• ACTIVITY
Look through the data for the string "ErrorKind". Copy every line where it is found.

• DATA FOR THIS TASK
------------------------------------------------------------

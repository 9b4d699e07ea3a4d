//! Liveness probes for a supervised process.

use std::io;
use std::process::{Child, ExitStatus};

/// How a process ended, as far as the probe can tell.
#[derive(Debug, Clone, Copy, PartialEq, Eq)]
pub enum ExitDetail {
    Code(i32),
    Signal(i32),
    /// The process is gone but its status is not observable.
    Unknown,
}

#[derive(Debug, Clone, Copy, PartialEq, Eq)]
pub enum ProbeStatus {
    Running,
    Exited(ExitDetail),
}

/// Polls one process without blocking.
pub trait ProcessProbe {
    fn pid(&self) -> u32;
    fn poll(&mut self) -> io::Result<ProbeStatus>;
    /// Kill a hung process; best effort.
    fn terminate(&mut self);
}

fn detail_of(status: ExitStatus) -> ExitDetail {
    if let Some(code) = status.code() {
        return ExitDetail::Code(code);
    }
    #[cfg(unix)]
    {
        use std::os::unix::process::ExitStatusExt;
        if let Some(signal) = status.signal() {
            return ExitDetail::Signal(signal);
        }
    }
    ExitDetail::Unknown
}

/// Probe for a child this process spawned; exit status is exact.
pub struct ChildProbe {
    child: Child,
}

impl ChildProbe {
    pub fn new(child: Child) -> Self {
        Self { child }
    }
}

impl ProcessProbe for ChildProbe {
    fn pid(&self) -> u32 {
        self.child.id()
    }

    fn poll(&mut self) -> io::Result<ProbeStatus> {
        Ok(match self.child.try_wait()? {
            Some(status) => ProbeStatus::Exited(detail_of(status)),
            None => ProbeStatus::Running,
        })
    }

    fn terminate(&mut self) {
        let _ = self.child.kill();
        let _ = self.child.wait();
    }
}

/// Probe for a process found by pid; exit status is unknown.
pub struct PidProbe {
    pid: u32,
    #[cfg(unix)]
    raw: libc::pid_t,
}

impl PidProbe {
    /// Attach to `pid`.
    ///
    /// `0` and values past `i32::MAX` do not name one process (`kill` reads
    /// them as a process group), so they fail with `InvalidInput`. Platforms
    /// without a liveness check fail with `Unsupported`.
    pub fn new(pid: u32) -> io::Result<Self> {
        let raw = i32::try_from(pid)
            .ok()
            .filter(|raw| *raw > 0)
            .ok_or_else(|| {
                io::Error::new(
                    io::ErrorKind::InvalidInput,
                    format!("pid {} does not name a single process", pid),
                )
            })?;
        #[cfg(unix)]
        {
            Ok(Self { pid, raw })
        }
        #[cfg(not(unix))]
        {
            let _ = raw;
            Err(io::Error::new(
                io::ErrorKind::Unsupported,
                "attaching to a running process is not supported on this platform",
            ))
        }
    }

    /// Whether the process currently exists.
    pub fn is_alive(&self) -> bool {
        #[cfg(unix)]
        {
            // SAFETY: signal 0 only checks existence and permission.
            let result = unsafe { libc::kill(self.raw, 0) };
            if result == 0 {
                return !is_zombie(self.pid);
            }
            // EPERM: exists, owned by someone else.
            io::Error::last_os_error().raw_os_error() == Some(libc::EPERM)
        }
        #[cfg(not(unix))]
        {
            // Unreachable: `new` refuses non-unix platforms.
            true
        }
    }
}

#[cfg(target_os = "linux")]
fn is_zombie(pid: u32) -> bool {
    let Ok(stat) = std::fs::read_to_string(format!("/proc/{pid}/stat")) else {
        return false;
    };
    // Format: pid (comm) state ...
    stat.rfind(')')
        .and_then(|end| stat.get(end + 2..))
        .and_then(|rest| rest.chars().next())
        == Some('Z')
}

#[cfg(all(unix, not(target_os = "linux")))]
fn is_zombie(_pid: u32) -> bool {
    false
}

impl ProcessProbe for PidProbe {
    fn pid(&self) -> u32 {
        self.pid
    }

    fn poll(&mut self) -> io::Result<ProbeStatus> {
        Ok(if self.is_alive() {
            ProbeStatus::Running
        } else {
            ProbeStatus::Exited(ExitDetail::Unknown)
        })
    }

    fn terminate(&mut self) {
        #[cfg(unix)]
        // SAFETY: `raw` is a positive pid checked in `new`.
        unsafe {
            libc::kill(self.raw, libc::SIGKILL);
        }
    }
}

------------------------------------------------------------

• TASK ANSWER
                    io::ErrorKind::InvalidInput,
                io::ErrorKind::Unsupported,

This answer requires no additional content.